## Task statement
List all lines of the data that include the string "storing".

## Input records
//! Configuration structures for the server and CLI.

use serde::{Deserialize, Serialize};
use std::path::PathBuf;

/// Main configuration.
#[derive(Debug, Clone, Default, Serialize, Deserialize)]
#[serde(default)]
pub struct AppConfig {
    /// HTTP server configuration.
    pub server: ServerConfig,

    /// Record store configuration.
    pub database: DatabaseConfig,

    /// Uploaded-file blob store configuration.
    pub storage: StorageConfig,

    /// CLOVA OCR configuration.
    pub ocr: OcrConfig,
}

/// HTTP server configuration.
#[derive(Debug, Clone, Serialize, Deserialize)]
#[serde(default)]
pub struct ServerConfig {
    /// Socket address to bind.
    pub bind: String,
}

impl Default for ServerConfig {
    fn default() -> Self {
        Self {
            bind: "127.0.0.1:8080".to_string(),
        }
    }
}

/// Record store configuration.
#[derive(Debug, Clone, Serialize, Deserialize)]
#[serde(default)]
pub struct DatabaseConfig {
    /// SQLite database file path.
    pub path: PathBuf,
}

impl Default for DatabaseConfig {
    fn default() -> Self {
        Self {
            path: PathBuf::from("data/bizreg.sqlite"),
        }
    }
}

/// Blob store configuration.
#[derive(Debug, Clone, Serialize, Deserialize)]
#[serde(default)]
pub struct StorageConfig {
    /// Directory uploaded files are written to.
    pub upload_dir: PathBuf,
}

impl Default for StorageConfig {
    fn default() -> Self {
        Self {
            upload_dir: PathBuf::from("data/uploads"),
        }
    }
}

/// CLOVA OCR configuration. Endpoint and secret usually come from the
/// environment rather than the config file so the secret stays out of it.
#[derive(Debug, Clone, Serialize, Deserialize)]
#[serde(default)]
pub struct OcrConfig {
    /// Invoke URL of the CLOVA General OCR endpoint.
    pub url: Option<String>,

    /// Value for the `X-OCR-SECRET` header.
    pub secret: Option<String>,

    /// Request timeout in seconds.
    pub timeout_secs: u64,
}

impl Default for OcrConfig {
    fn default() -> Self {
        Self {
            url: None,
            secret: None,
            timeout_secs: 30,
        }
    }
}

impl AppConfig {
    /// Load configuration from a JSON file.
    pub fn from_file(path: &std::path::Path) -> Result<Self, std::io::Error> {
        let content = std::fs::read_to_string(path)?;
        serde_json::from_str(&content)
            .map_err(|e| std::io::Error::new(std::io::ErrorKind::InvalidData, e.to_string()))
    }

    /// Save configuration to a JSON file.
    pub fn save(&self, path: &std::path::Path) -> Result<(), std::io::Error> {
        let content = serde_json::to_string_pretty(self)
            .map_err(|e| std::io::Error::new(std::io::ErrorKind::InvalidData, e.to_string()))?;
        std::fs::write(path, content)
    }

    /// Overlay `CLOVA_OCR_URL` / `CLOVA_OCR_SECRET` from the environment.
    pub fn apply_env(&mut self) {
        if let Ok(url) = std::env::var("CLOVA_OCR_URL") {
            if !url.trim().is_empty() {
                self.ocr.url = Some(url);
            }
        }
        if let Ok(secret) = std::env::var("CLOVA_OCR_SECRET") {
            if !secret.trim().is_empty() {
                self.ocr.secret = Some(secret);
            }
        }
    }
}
...
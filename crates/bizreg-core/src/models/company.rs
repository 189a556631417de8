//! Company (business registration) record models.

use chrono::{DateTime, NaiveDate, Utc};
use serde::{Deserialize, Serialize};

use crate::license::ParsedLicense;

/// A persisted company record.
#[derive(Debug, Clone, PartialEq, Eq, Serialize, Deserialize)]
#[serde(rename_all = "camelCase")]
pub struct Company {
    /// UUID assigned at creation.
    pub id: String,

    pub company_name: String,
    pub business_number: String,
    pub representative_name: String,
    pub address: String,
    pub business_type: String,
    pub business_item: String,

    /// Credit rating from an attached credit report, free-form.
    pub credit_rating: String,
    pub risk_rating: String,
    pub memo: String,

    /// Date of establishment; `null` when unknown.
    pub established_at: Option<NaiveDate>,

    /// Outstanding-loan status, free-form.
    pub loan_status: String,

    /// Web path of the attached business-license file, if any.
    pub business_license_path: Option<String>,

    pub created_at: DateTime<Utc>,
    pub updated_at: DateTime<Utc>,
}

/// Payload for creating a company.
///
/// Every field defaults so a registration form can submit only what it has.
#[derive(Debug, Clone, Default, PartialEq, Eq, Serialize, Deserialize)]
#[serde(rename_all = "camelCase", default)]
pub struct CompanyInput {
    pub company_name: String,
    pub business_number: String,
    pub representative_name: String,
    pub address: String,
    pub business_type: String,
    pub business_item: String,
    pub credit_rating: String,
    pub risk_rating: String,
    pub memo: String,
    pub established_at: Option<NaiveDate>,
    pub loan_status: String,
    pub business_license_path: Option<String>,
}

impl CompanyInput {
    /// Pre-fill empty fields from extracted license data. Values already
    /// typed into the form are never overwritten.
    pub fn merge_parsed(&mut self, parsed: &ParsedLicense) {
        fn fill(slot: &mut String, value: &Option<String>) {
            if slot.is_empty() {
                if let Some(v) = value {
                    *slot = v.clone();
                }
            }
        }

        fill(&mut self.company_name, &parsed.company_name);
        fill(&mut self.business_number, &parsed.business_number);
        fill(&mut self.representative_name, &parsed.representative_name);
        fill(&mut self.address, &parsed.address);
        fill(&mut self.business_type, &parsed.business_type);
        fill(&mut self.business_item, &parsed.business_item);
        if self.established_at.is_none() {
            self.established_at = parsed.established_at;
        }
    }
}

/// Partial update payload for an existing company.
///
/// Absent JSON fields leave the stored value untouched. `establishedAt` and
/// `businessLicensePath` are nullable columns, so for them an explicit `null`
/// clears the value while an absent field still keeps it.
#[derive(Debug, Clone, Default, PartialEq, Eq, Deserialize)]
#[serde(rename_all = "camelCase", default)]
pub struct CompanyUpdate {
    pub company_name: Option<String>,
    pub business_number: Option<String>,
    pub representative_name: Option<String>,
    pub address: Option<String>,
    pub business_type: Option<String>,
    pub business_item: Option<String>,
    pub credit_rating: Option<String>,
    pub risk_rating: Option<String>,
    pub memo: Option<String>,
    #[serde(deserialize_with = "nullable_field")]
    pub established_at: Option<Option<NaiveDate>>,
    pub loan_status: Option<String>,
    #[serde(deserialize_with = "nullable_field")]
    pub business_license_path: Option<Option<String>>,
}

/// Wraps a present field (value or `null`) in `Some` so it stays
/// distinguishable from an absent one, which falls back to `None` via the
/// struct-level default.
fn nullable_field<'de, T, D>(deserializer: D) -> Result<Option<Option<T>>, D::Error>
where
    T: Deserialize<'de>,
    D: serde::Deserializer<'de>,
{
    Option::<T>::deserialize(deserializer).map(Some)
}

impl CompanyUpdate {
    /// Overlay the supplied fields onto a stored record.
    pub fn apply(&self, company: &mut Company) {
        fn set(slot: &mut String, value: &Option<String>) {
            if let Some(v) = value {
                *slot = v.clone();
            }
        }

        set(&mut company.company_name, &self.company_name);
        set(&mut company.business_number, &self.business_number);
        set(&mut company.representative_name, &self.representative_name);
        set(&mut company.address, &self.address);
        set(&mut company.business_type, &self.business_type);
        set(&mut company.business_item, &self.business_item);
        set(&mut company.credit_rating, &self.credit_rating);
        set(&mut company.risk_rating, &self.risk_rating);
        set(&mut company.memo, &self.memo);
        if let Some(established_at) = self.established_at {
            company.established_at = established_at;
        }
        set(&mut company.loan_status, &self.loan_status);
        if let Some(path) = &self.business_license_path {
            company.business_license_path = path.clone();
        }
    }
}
...
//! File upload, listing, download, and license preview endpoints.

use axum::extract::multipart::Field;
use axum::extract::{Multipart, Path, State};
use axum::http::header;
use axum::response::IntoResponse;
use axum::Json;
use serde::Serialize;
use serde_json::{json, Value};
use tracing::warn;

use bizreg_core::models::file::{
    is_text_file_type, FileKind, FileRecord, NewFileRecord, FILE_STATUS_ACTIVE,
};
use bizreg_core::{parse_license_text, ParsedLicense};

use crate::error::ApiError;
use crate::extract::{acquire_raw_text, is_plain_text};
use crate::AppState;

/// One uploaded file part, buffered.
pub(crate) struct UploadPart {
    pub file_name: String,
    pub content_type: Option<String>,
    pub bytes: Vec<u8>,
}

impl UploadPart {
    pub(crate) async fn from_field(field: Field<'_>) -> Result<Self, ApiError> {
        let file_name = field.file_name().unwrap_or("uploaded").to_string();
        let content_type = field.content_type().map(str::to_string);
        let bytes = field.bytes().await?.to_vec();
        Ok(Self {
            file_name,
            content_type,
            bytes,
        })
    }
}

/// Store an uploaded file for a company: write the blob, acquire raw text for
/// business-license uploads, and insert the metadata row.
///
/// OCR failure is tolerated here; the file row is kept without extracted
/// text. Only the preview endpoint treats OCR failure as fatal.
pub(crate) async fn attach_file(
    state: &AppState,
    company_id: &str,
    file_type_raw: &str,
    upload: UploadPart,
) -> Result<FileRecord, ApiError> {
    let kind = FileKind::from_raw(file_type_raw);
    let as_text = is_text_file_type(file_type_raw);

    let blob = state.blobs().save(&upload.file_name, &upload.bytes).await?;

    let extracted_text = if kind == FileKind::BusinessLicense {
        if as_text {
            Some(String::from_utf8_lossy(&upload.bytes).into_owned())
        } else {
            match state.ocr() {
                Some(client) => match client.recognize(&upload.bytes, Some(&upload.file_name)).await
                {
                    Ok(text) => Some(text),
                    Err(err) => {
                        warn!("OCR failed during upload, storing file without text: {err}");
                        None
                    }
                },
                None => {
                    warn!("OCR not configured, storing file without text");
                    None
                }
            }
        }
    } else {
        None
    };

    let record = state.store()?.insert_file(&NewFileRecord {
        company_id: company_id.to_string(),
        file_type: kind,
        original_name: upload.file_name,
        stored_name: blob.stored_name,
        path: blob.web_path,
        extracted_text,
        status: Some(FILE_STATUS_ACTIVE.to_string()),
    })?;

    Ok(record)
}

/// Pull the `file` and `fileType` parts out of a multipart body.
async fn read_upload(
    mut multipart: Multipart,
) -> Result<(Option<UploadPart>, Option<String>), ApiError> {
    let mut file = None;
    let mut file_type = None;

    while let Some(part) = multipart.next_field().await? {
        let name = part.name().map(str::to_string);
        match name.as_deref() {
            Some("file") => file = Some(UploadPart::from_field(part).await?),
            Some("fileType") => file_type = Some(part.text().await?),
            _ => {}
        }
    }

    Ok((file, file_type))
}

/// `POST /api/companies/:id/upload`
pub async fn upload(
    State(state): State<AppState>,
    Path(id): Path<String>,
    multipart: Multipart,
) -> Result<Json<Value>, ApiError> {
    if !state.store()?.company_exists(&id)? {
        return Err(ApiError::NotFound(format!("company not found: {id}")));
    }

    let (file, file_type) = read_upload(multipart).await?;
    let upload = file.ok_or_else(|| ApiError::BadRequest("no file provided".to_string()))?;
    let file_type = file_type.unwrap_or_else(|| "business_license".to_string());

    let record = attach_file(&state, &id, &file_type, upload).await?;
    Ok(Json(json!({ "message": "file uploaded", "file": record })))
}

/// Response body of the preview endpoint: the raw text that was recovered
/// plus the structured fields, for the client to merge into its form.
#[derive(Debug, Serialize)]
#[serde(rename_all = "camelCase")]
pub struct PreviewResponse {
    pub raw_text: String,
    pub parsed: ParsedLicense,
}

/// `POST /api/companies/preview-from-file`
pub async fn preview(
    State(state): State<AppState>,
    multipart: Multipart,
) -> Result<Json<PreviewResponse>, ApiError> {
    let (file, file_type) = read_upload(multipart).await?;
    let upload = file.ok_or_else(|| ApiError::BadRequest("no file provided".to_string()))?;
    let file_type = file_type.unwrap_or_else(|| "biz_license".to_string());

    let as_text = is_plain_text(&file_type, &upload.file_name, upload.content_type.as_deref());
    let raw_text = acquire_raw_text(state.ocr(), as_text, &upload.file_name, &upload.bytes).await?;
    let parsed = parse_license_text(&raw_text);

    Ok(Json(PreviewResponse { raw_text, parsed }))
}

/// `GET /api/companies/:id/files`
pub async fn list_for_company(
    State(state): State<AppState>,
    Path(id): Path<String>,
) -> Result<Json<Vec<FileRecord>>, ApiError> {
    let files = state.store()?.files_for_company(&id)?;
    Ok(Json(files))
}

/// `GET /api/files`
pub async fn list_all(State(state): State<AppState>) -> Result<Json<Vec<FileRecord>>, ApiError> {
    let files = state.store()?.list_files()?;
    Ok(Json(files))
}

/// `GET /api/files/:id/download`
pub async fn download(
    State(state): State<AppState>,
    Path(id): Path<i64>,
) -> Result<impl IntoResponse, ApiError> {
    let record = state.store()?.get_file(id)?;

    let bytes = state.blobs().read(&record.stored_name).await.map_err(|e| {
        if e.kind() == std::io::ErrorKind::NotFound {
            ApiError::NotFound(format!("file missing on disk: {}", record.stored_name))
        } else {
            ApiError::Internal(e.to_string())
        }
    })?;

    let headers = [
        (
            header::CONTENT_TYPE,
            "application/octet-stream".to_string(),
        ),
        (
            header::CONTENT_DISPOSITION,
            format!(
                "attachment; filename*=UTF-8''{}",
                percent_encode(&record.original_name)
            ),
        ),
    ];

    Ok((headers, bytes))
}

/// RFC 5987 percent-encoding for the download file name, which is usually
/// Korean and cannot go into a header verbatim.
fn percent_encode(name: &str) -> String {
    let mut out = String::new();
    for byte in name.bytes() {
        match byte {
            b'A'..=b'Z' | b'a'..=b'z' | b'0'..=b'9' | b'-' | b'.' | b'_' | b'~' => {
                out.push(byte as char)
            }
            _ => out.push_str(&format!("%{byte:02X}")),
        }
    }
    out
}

## Exercise answer
                        warn!("OCR failed during upload, storing file without text: {err}");
                    warn!("OCR not configured, storing file without text");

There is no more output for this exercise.